Língua Portuguesa: inculta, bela e nossa.

04 maio | 2 minutos de leitura

Numa obra perto de casa, pregada à madeira frágil do tapume improvisado, ao lado de uma fenda tímida, mal cortada, uma placa pintada a esmalte de unha: proibido colocar cartas.

Olhando para aquela palavrinha moribunda, já fadada ao museu das coisas, ela, que já se moveu pelos mundos afora, ali, insistindo aos olhos espantados, descansa num jazigo perpétuo talvez do que foram folhas e mais folhas escritas um dia pela alma, sempre bem lacradas em envelopes com a goma dos correios, para depois serem abertas avidamente pelo destino.

Compadeço-me, então, do eventual zelador, ele um homem solitário, de voz rouca, apaixonado, vestido de inútil expectativa, esperando as cartas. Por que diacho sua clausura há de ser tão dolorosa?

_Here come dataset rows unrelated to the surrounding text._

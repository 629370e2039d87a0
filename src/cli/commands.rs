//! CLI command implementations

use anyhow::{anyhow, Result};
use tracing::{error, info};

use crate::chain::detect;
use crate::config::Config;
use crate::investigate::{InvestigateOptions, Investigator};
use crate::types::ChainKind;

/// Investigate one or more wallet addresses
pub async fn investigate(
    config: &Config,
    addresses: &[String],
    chain: Option<&str>,
    max_transactions: Option<usize>,
    include_token_transfers: bool,
    pretty: bool,
) -> Result<()> {
    if addresses.is_empty() {
        return Err(anyhow!("at least one address is required"));
    }

    let chain = chain
        .map(|id| {
            ChainKind::from_id(id)
                .ok_or_else(|| anyhow!("unknown chain '{id}', see `chains` for the list"))
        })
        .transpose()?;

    let investigator = Investigator::from_config(config)?;
    let options = InvestigateOptions {
        max_transactions,
        include_token_transfers,
    };

    let mut failures = 0usize;
    if let [address] = addresses {
        // Single address: print the report alone, fail loudly
        let report = match chain {
            Some(chain) => investigator.investigate_on(chain, address, &options).await,
            None => investigator.investigate(address, &options).await,
        }?;
        print_json(&report, pretty)?;
        return Ok(());
    }

    let results = match chain {
        Some(chain) => {
            let mut out = Vec::with_capacity(addresses.len());
            for address in addresses {
                out.push((
                    address.clone(),
                    investigator.investigate_on(chain, address, &options).await,
                ));
            }
            out
        }
        None => investigator.investigate_many(addresses, &options).await,
    };

    for (address, result) in results {
        match result {
            Ok(report) => print_json(&report, pretty)?,
            Err(e) => {
                failures += 1;
                error!(address, code = e.code(), "investigation failed: {e}");
            }
        }
    }

    if failures > 0 {
        return Err(anyhow!("{failures} of {} investigations failed", addresses.len()));
    }
    Ok(())
}

/// Classify an address without fetching anything
pub fn validate(address: &str) -> Result<()> {
    match detect::classify(address) {
        Ok(found) => {
            let info = found.chain.info();
            println!(
                "{} -> {} ({}) confidence {:.2}",
                found.address, info.name, info.symbol, found.confidence
            );
            Ok(())
        }
        Err(e) => Err(anyhow!("{e}")),
    }
}

/// List supported chains and their metadata
pub fn chains(config: &Config) -> Result<()> {
    let investigator = Investigator::from_config(config)?;
    for chain in investigator.supported_chains() {
        let info = chain.info();
        println!(
            "{:<12} {:<22} {:>6}  decimals {:>2}  {}",
            chain.id(),
            info.name,
            info.symbol,
            info.decimals,
            info.explorer_url
        );
    }
    Ok(())
}

/// Show the resolved configuration with secrets masked
pub fn show_config(config: &Config) -> Result<()> {
    info!("Resolved configuration:");
    println!("http.timeout_secs = {}", config.http.timeout_secs);
    println!(
        "http.max_connections_per_host = {}",
        config.http.max_connections_per_host
    );
    println!("chains.etherscan_api_key = {}", mask(&config.chains.etherscan_api_key));
    println!("chains.esplora_url = {}", config.chains.esplora_url);
    println!("chains.blockcypher_url = {}", config.chains.blockcypher_url);
    println!(
        "chains.blockcypher_token = {}",
        mask(&config.chains.blockcypher_token)
    );
    println!("chains.solana_rpc_url = {}", config.chains.solana_rpc_url);
    for (chain, url) in &config.chains.evm_rpc {
        println!("chains.evm_rpc.{chain} = {url}");
    }
    println!("analysis.max_transactions = {}", config.analysis.max_transactions);
    println!(
        "analysis.transaction_ceiling = {}",
        config.analysis.transaction_ceiling
    );
    println!("price.enabled = {}", config.price.enabled);
    println!("price.coingecko_url = {}", config.price.coingecko_url);
    println!(
        "storage.dir = {}",
        config.storage.dir.as_deref().unwrap_or("(disabled)")
    );
    Ok(())
}

fn print_json<T: serde::Serialize>(value: &T, pretty: bool) -> Result<()> {
    let body = if pretty {
        serde_json::to_string_pretty(value)?
    } else {
        serde_json::to_string(value)?
    };
    println!("{body}");
    Ok(())
}

fn mask(secret: &str) -> String {
    if secret.is_empty() {
        "(not set)".to_string()
    } else if secret.len() <= 8 {
        "****".to_string()
    } else {
        format!("{}****{}", &secret[..4], &secret[secret.len() - 4..])
    }
}

#[cfg(test)]
mod tests {
    use super::*;

    #[test]
    fn mask_hides_the_middle() {
        assert_eq!(mask(""), "(not set)");
        assert_eq!(mask("short"), "****");
        assert_eq!(mask("ABCD1234EFGH5678"), "ABCD****5678");
    }

    #[test]
    fn validate_accepts_known_formats() {
        assert!(validate("0x742d35Cc6634C0532925a3b844Bc454e4438f44e").is_ok());
        assert!(validate("not-an-address").is_err());
    }
}
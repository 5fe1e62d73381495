use std::ffi::OsStr;
use std::path::PathBuf;

const REPORT_PATH: &str = "KEYDUP_REPORT_PATH";

/// Everything the scan depends on, resolved once at startup.
#[derive(Debug)]
pub struct ScanConfig {
    /// Directory the walk starts from.
    pub root: PathBuf,
    /// Suffix a file name must carry to be scanned.
    pub extension: &'static str,
    /// Directory name pruned from the walk before descending into it.
    pub skip_dir: &'static str,
    /// Optional target for the JSON rendition of the report.
    pub report_path: Option<PathBuf>,
}

impl ScanConfig {
    /// Scans the working directory for `.dart` files, skipping `.git`.
    pub fn from_env() -> std::io::Result<Self> {
        Ok(ScanConfig {
            root: std::env::current_dir()?,
            extension: ".dart",
            skip_dir: ".git",
            report_path: std::env::var_os(REPORT_PATH).map(PathBuf::from),
        })
    }

    /// Suffix match on the file name, so `foo.dart` passes and
    /// `foo.dart.orig` does not.
    pub fn is_source_file(&self, name: &OsStr) -> bool {
        name.to_str()
            .map(|name| name.ends_with(self.extension))
            .unwrap_or_default()
    }
}
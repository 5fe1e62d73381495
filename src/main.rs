mod config;
mod fmtlogger;
mod report;
mod scanner;

use std::{error::Error, process};

use crate::config::ScanConfig;

fn main() {
    // setup logging
    fmtlogger::default();

    if let Err(err) = _main() {
        log::error!("error raised: {err}");
        // early exit with status 1
        process::exit(1);
    }
}

fn _main() -> Result<(), Box<dyn Error>> {
    let config = ScanConfig::from_env()?;

    let start = std::time::Instant::now();
    let index = scanner::scan_tree(&config)?;
    log::debug!(
        "scanned `{}`, {} distinct keys in {:?}",
        config.root.display(),
        index.len(),
        start.elapsed()
    );

    let duplicates = report::duplicates(index);
    report::print_report(&duplicates);

    if let Some(report_path) = &config.report_path {
        report::write_json(report_path, &duplicates)?;
    }

    Ok(())
}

Pois vinha nesse desvario quando em mim, escancarada, revelou-se a peça que me pregava a cachola. Ludibriado pela danada da ortografia! Não era cartas o que estava escrito lá, mas cartaz! Proibido colocar cartaz. Pronto, pelo menos o zelador não sofre mais.

Ele, não. Mas eu, eu me lembrei dos amores que tive, zelosos com a língua como o homem da obra devia ser com os larápios que atacam à noite; sentinelas adormecidas, porém, que escreviam não raro cartas em dialetos ininteligíveis, pouco escorreitos: era o furor dos libelos, coléricos muitas vezes por um nada, morto sempre no meio do caminho entre o endereçar e o receber. Os sentimentos, porque gritos de paixão, manifestavam-se através de palavras aquém e além do possível. Tortas. Vivas.

Agora com um belo sorriso, lembrou-me ter visto por ali  um muro, outra obra talvez, pintado com garrafais, não á vagas, ao que uma observação arguta, posposta ao escrito, emendava, nem para o h!

Mas o som do ponteiro de um relógio qualquer me vem atrasado, tanto quanto vinham as cartas… ao primeiro suspiro de lamento, escrevo no ar, com dedos imaginários, a palavra horologium, o conhecimento da hora para os latinos.

Não sei, no entanto, por que isso me veio… ah, sim. Como naquele muro, enfática pela ausência, posta no início das horas, silenciosa, esquecida na história da língua de que somos herdeiros, a letra agá, muda da silva, perdeu-se da palavra relógio no tumulto da mutação das línguas, agarrando-se como pode, até fundir-se ao artigo definido, ele que ajuda a pôr realidade nas coisas. Assim: horologium, ho rológio, o relógio. O relógio! Caramba! impérios romanos nos põe sempre a filosofar. Devo tornar a me assentar no mundo. Ponteiro não são silenciosos.

Enquanto corro, não deixo de pensar nos 280 milhões de pessoas que neste momento se esgueiram também em nosso idioma, aqui ou na África, na Índia, na China, em Portugal ou na Indonésia. Quantos não estarão agora tecendo cartas e cartazes, em línguas portuguesas doces e amargas, alguns hesitantes entre macaxeiras, mandiocas, aipins, macambas e castelinhas, entre alguma coisa e cousa nenhuma, entre haver vagas  ou a ver vagas. Quantos não estarão se ajeitando à vida através desse verbo divino que é a Última Flor do Lácio?

Cinco do cinco. Seu dia é sempre. Inculta e bela. Nossa.